Zimbabwe's Split Opposition

HARARE, Zimbabwe — A conservative white businessman expressing a passion for freedom, tradition, polite manners and the British royals sits at his long shiny boardroom table in Zimbabwe musing on plans to try to topple President Robert Mugabe.

With the same dedication he devotes to his business, he composes, hides and secretly distributes fliers, sometimes swapping cars to dodge arrest.

"When you are working for your country in a state of crisis, it's just such a thrilling experience. It's just such a wonderful emotion to be involved with people who are doing the same thing," he said in a quiet, clipped voice. "In today's modern world, it doesn't really happen that much anymore."

His aim, like that of other regime opponents, is simply to render the country ungovernable. But the big question is how to do so.

Sokwanele, the ghost organization to which he belongs, and a similar underground movement called Zvakwana (both meaning "enough is enough" in different African languages) are multiracial movements that eschew violence, each struggling for change by trying to mobilize people to resist the regime.

The nation's March parliamentary elections were condemned by the United States and European Union as neither free nor fair. However, Mugabe did not employ the type of overt violence he has used in past elections, and his victory was endorsed by powerful African allies such as South Africa. He followed up with a national police operation to scatter urban opposition supporters by demolishing informal shacks and traders' stalls across the country.

At this point, Zimbabwe's opposition Movement for Democratic Change is as deeply demoralized and divided as it has ever been. The limited impact of a two-day general protest strike the MDC organized in June has raised doubts on whether its plodding brand of peaceful resistance can ever pose a threat to the regime.

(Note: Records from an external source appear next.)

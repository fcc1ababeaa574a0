//! # Runtime Configuration
//!
//! The Authelia side of the sync: the users database document, the secret
//! holding plaintext credentials, and the restart signal that makes the
//! daemon pick both up.
//!
//! No transaction spans the three resources. Callers write the document
//! first, then the secrets, then trigger the restart.

pub mod document;
pub mod kubernetes;

pub use document::{parse_users_document, render_users_document};
pub use kubernetes::KubernetesOrigin;

use crate::error::SyncResult;
use crate::model::ConfigRecord;
use async_trait::async_trait;
use std::collections::BTreeMap;
use zeroize::Zeroizing;

/// Plaintext credentials to merge into the secret, keyed by identity
pub type SecretBatch = BTreeMap<String, Zeroizing<Vec<u8>>>;

/// Runtime configuration consumed by the Authelia daemon
#[async_trait]
pub trait RuntimeConfig: Send + Sync {
    /// Read the users database; an absent document yields an empty map
    async fn load_users_origin(&self) -> SyncResult<BTreeMap<String, ConfigRecord>>;

    /// Replace the users database in place (last writer wins)
    async fn update_origin(&self, document: Vec<u8>) -> SyncResult<()>;

    /// Merge entries into the secret; entries not in `changed` are kept
    async fn update_secrets(&self, changed: &SecretBatch) -> SyncResult<()>;

    /// Ask the orchestrator to roll the daemon; does not wait for it
    async fn restart_origin(&self) -> SyncResult<()>;
}
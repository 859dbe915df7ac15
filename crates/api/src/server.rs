//! HTTP server for the bankruptcy prediction model.
//!
//! ## Endpoints
//!
//! - `GET /` — static welcome message
//! - `POST /predict` — validate a record of financial ratios and classify it
//! - `GET /schema` — accepted request fields with bounds and feature names
//! - `GET /health` — simple liveness check

use std::sync::Arc;

use axum::extract::rejection::JsonRejection;
use axum::extract::State;
use axum::routing::{get, post};
use axum::{Json, Router};
use serde::{Deserialize, Serialize};
use serde_json::{Map, Value};
use tokio_util::sync::CancellationToken;

use bp_ml::features::InputRecord;
use bp_ml::predictor::BankruptcyPredictor;

use crate::error::ApiError;
use crate::validate::{self, FIELDS};

pub const WELCOME_MESSAGE: &str = "Welcome to the Bankruptcy Prediction API!";

/// Shared, read-only state for all handlers.
pub struct AppState {
    pub predictor: BankruptcyPredictor,
}

impl AppState {
    /// Wrap a loaded predictor, logging any mismatch between the request
    /// fields and the feature list. Mismatched fields fail per request.
    pub fn new(predictor: BankruptcyPredictor) -> Self {
        for problem in validate::schema_drift(predictor.schema()) {
            tracing::warn!(%problem, "request fields and feature list disagree");
        }
        Self { predictor }
    }
}

/// JSON response for `GET /`.
#[derive(Debug, Serialize, Deserialize)]
pub struct WelcomeResponse {
    pub message: String,
}

/// JSON response for `POST /predict`.
#[derive(Debug, Clone, PartialEq, Serialize, Deserialize)]
pub struct PredictionResponse {
    /// 0 = not bankrupt, 1 = bankrupt.
    pub prediction: u8,
    /// Probability of bankruptcy, in [0, 1].
    pub probability: f64,
    /// The accepted input record, echoed back unchanged.
    pub input_values: InputRecord,
}

/// One entry of the `GET /schema` response.
#[derive(Debug, Serialize)]
struct FieldDoc {
    name: &'static str,
    /// Training-time column name, absent if the feature list lacks the field.
    feature: Option<String>,
    #[serde(skip_serializing_if = "Option::is_none")]
    ge: Option<f64>,
    #[serde(skip_serializing_if = "Option::is_none")]
    le: Option<f64>,
    description: &'static str,
}

/// JSON response for the `/health` endpoint.
#[derive(Debug, Serialize)]
struct HealthResponse {
    status: &'static str,
}

/// Build the API router.
pub fn router(state: Arc<AppState>) -> Router {
    Router::new()
        .route("/", get(root_handler))
        .route("/predict", post(predict_handler))
        .route("/schema", get(schema_handler))
        .route("/health", get(health_handler))
        .with_state(state)
}

/// `GET /` — welcome message.
async fn root_handler() -> Json<WelcomeResponse> {
    Json(WelcomeResponse {
        message: WELCOME_MESSAGE.to_string(),
    })
}

/// `POST /predict` — validate, scale and classify one record.
///
/// Validation failures never reach the model. A failure inside the model
/// pipeline yields no partial result.
async fn predict_handler(
    State(state): State<Arc<AppState>>,
    payload: Result<Json<Map<String, Value>>, JsonRejection>,
) -> Result<Json<PredictionResponse>, ApiError> {
    let Json(body) = payload.map_err(|rejection| {
        tracing::warn!(error = %rejection.body_text(), "rejected request body");
        ApiError::from(rejection)
    })?;

    let record = validate::validate(&body).map_err(|errors| {
        tracing::warn!(%errors, "request failed validation");
        ApiError::from(errors)
    })?;

    let prediction = state.predictor.predict(&record).map_err(|e| {
        tracing::error!(error = %e, "prediction failed");
        ApiError::from(e)
    })?;

    tracing::info!(
        prediction = prediction.class,
        probability = prediction.probability,
        "prediction served"
    );

    Ok(Json(PredictionResponse {
        prediction: prediction.class,
        probability: prediction.probability,
        input_values: record,
    }))
}

/// `GET /schema` — accepted request fields.
async fn schema_handler(State(state): State<Arc<AppState>>) -> Json<Vec<FieldDoc>> {
    let schema = state.predictor.schema();
    let docs = FIELDS
        .iter()
        .map(|rule| FieldDoc {
            name: rule.name,
            feature: schema.canonical(rule.name).map(str::to_string),
            ge: rule.ge,
            le: rule.le,
            description: rule.description,
        })
        .collect();
    Json(docs)
}

/// `GET /health` — simple liveness check.
async fn health_handler() -> Json<HealthResponse> {
    Json(HealthResponse { status: "ok" })
}

/// Bind `addr` and serve until `cancel` fires.
pub async fn run_server(
    state: Arc<AppState>,
    addr: &str,
    cancel: CancellationToken,
) -> anyhow::Result<()> {
    let app = router(state);

    let listener = tokio::net::TcpListener::bind(addr).await?;
    tracing::info!(addr = %listener.local_addr()?, "HTTP server listening");

    axum::serve(listener, app)
        .with_graceful_shutdown(async move {
            cancel.cancelled().await;
        })
        .await?;

    tracing::info!("HTTP server stopped");
    Ok(())
}
//! # bp-ml
//!
//! Inference side of the bankruptcy model: the training-time feature
//! schema, the fitted standard scaler, the logistic regression classifier
//! and [`predictor::BankruptcyPredictor`], which chains them for a single
//! request record.

pub mod features;
pub mod model;
pub mod normalize;
pub mod predictor;
//! # bp-core
//!
//! Shared plumbing for the bankruptcy prediction service: layered
//! configuration and the tracing subscriber setup used by every binary in
//! the workspace.

pub mod config;
pub mod logging;
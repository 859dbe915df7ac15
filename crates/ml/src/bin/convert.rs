//! Converts a JSON dump of a fitted binary logistic regression into the
//! safetensors classifier artifact loaded by the API server.
//!
//! Input format (as exported from the training notebook):
//!
//! ```json
//! { "coef": [[0.12, -0.4, ...]], "intercept": [-1.7], "classes": [0, 1] }
//! ```
//!
//! When `--features` is given, the coefficient count is checked against the
//! feature list so a stale export cannot be paired with a newer schema.

use std::path::{Path, PathBuf};

use anyhow::{ensure, Context, Result};
use clap::Parser;
use serde::Deserialize;

use bp_ml::features::FeatureSchema;
use bp_ml::model::LogisticModel;

#[derive(Parser, Debug)]
#[command(name = "bp-convert", about = "Convert a logistic regression export to safetensors")]
struct Args {
    /// JSON file with `coef`, `intercept` and optional `classes`.
    #[arg(short, long)]
    input: PathBuf,

    /// Destination safetensors file.
    #[arg(short, long)]
    output: PathBuf,

    /// Feature list CSV to check the coefficient count against.
    #[arg(short, long)]
    features: Option<PathBuf>,
}

#[derive(Debug, Deserialize)]
struct LogisticExport {
    coef: Vec<Vec<f64>>,
    intercept: Vec<f64>,
    #[serde(default)]
    classes: Option<Vec<i64>>,
}

impl LogisticExport {
    fn load(path: &Path) -> Result<Self> {
        let data = std::fs::read_to_string(path)
            .with_context(|| format!("failed to read {}", path.display()))?;
        let export: LogisticExport = serde_json::from_str(&data)
            .with_context(|| format!("failed to parse {}", path.display()))?;
        export.validate()?;
        Ok(export)
    }

    fn validate(&self) -> Result<()> {
        ensure!(
            self.coef.len() == 1 && self.intercept.len() == 1,
            "expected a binary model (1 coefficient row, 1 intercept), got {} rows and {} intercepts",
            self.coef.len(),
            self.intercept.len()
        );
        ensure!(!self.coef[0].is_empty(), "coefficient row is empty");
        if let Some(classes) = &self.classes {
            ensure!(
                classes.as_slice() == [0, 1],
                "expected classes [0, 1], got {classes:?}"
            );
        }
        Ok(())
    }
}

fn main() -> Result<()> {
    bp_core::logging::init_tracing(false);
    let args = Args::parse();

    let export = LogisticExport::load(&args.input)?;
    let coef = &export.coef[0];

    if let Some(features) = &args.features {
        let schema = FeatureSchema::load_csv(features)?;
        ensure!(
            coef.len() == schema.len(),
            "export has {} coefficients, feature list has {}",
            coef.len(),
            schema.len()
        );
    }

    let model = LogisticModel::from_coefficients(coef, export.intercept[0])?;
    model.save(&args.output)?;

    tracing::info!(
        input = ?args.input,
        output = ?args.output,
        n_features = coef.len(),
        "wrote classifier"
    );
    Ok(())
}
//! Logging and tracing initialization.
//!
//! Provides [`init_tracing`] to configure structured logging with two modes:
//! - **JSON mode** (`json = true`): machine-readable output with nanosecond
//!   timestamps, suitable for log aggregation.
//! - **Pretty mode** (`json = false`): human-readable colored output for
//!   local development.
//!
//! Both modes respect the `RUST_LOG` environment variable for filtering
//! (e.g., `RUST_LOG=bp_ml=debug,bp_api=info`).

use std::fmt;

use tracing_subscriber::fmt::format::Writer;
use tracing_subscriber::fmt::time::FormatTime;
use tracing_subscriber::layer::SubscriberExt;
use tracing_subscriber::util::SubscriberInitExt;
use tracing_subscriber::EnvFilter;

/// Filter used when `RUST_LOG` is unset or unparsable.
pub const DEFAULT_FILTER: &str = "info";

/// Initialize the global tracing subscriber.
///
/// # Panics
///
/// Panics if the global subscriber has already been set.
pub fn init_tracing(json: bool) {
    let env_filter = EnvFilter::try_from_default_env()
        .unwrap_or_else(|_| EnvFilter::new(DEFAULT_FILTER));

    let registry = tracing_subscriber::registry().with(env_filter);

    if json {
        let json_layer = tracing_subscriber::fmt::layer()
            .json()
            .with_timer(NanosecondTimer)
            .with_target(true)
            .with_current_span(false);

        registry.with(json_layer).init();
    } else {
        let pretty_layer = tracing_subscriber::fmt::layer()
            .pretty()
            .with_target(true)
            .with_thread_ids(false);

        registry.with(pretty_layer).init();
    }
}

/// Emits RFC 3339 UTC timestamps with nanosecond precision.
#[derive(Debug, Clone, Copy)]
struct NanosecondTimer;

impl FormatTime for NanosecondTimer {
    fn format_time(&self, w: &mut Writer<'_>) -> fmt::Result {
        write_timestamp(w, chrono::Utc::now())
    }
}

fn write_timestamp(w: &mut impl fmt::Write, now: chrono::DateTime<chrono::Utc>) -> fmt::Result {
    write!(w, "{}", now.format("%Y-%m-%dT%H:%M:%S%.9fZ"))
}

#[cfg(test)]
mod tests {
    use super::*;
    use chrono::TimeZone;

    #[test]
    fn test_timestamp_has_nanoseconds() {
        let ts = chrono::Utc
            .with_ymd_and_hms(2024, 3, 1, 12, 30, 5)
            .unwrap()
            + chrono::Duration::nanoseconds(123_456_789);
        let mut out = String::new();
        write_timestamp(&mut out, ts).unwrap();
        assert_eq!(out, "2024-03-01T12:30:05.123456789Z");
    }

    #[test]
    fn test_default_filter_parses() {
        assert!(DEFAULT_FILTER.parse::<EnvFilter>().is_ok());
    }
}
//! HTTP error mapping.
//!
//! Every failure leaves the handler as an [`ApiError`] and is rendered as a
//! JSON body with a single `detail` key:
//!
//! - malformed or non-object body → the extractor's own status (400, 415, 422)
//! - field validation failures → `422` with the list of field issues
//! - failures inside the prediction pipeline → `500`

use axum::extract::rejection::JsonRejection;
use axum::http::StatusCode;
use axum::response::{IntoResponse, Response};
use axum::Json;
use serde_json::json;

use bp_ml::predictor::PredictError;

use crate::validate::ValidationErrors;

#[derive(Debug, thiserror::Error)]
pub enum ApiError {
    /// The body could not be decoded as a JSON object.
    #[error("{detail}")]
    BadRequest { status: StatusCode, detail: String },
    /// The body decoded but one or more fields were rejected.
    #[error("Validation Error: {0}")]
    Validation(#[from] ValidationErrors),
    /// The request was valid but inference failed.
    #[error("Internal server error: {0}")]
    Internal(#[from] PredictError),
}

impl ApiError {
    pub fn status(&self) -> StatusCode {
        match self {
            ApiError::BadRequest { status, .. } => *status,
            ApiError::Validation(_) => StatusCode::UNPROCESSABLE_ENTITY,
            ApiError::Internal(_) => StatusCode::INTERNAL_SERVER_ERROR,
        }
    }
}

impl From<JsonRejection> for ApiError {
    fn from(rejection: JsonRejection) -> Self {
        ApiError::BadRequest {
            status: rejection.status(),
            detail: rejection.body_text(),
        }
    }
}

impl IntoResponse for ApiError {
    fn into_response(self) -> Response {
        let status = self.status();
        let body = match &self {
            ApiError::Validation(errors) => json!({ "detail": errors.issues }),
            other => json!({ "detail": other.to_string() }),
        };
        (status, Json(body)).into_response()
    }
}

#[cfg(test)]
mod tests {
    use super::*;
    use crate::validate::{validate, FieldIssue};
    use http_body_util::BodyExt;

    async fn body_json(resp: Response) -> serde_json::Value {
        let bytes = resp.into_body().collect().await.unwrap().to_bytes();
        serde_json::from_slice(&bytes).unwrap()
    }

    #[tokio::test]
    async fn test_validation_renders_issue_list() {
        let errors = validate(&serde_json::Map::new()).unwrap_err();
        let n = errors.issues.len();
        let resp = ApiError::from(errors).into_response();
        assert_eq!(resp.status(), StatusCode::UNPROCESSABLE_ENTITY);

        let json = body_json(resp).await;
        let detail = json["detail"].as_array().unwrap();
        assert_eq!(detail.len(), n);
        assert_eq!(detail[0]["type"], "missing");
        assert_eq!(detail[0]["loc"][0], "body");
    }

    #[tokio::test]
    async fn test_internal_renders_message() {
        let err = ApiError::from(PredictError::UnknownField("Foo".to_string()));
        let resp = err.into_response();
        assert_eq!(resp.status(), StatusCode::INTERNAL_SERVER_ERROR);

        let json = body_json(resp).await;
        let detail = json["detail"].as_str().unwrap();
        assert!(detail.starts_with("Internal server error:"), "{detail}");
        assert!(detail.contains("Foo"), "{detail}");
    }

    #[test]
    fn test_validation_display() {
        let err = ApiError::Validation(ValidationErrors {
            issues: vec![FieldIssue {
                loc: vec!["body".into(), "Debt_ratio_pct".into()],
                msg: "Input should be less than or equal to 0".into(),
                kind: "less_than_equal",
            }],
        });
        assert_eq!(
            err.to_string(),
            "Validation Error: 1 validation error(s); Debt_ratio_pct: Input should be less than or equal to 0"
        );
    }
}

The organization is almost broke, squabbling and believes itself to be infiltrated at the highest levels by the state intelligence organ, the Central Intelligence Organization.

Zvakwana and Sokwanele are more innovative, leaving fliers in buses or pasted up in small rural shopping areas, distributing "revolutionary" condoms branded with the exhortation to "Get Up, Stand Up," hiding anti-regime messages in matchboxes or wrapping soap or candles in them. Yet these too seem to have had little effect in encouraging people to actively resist the government.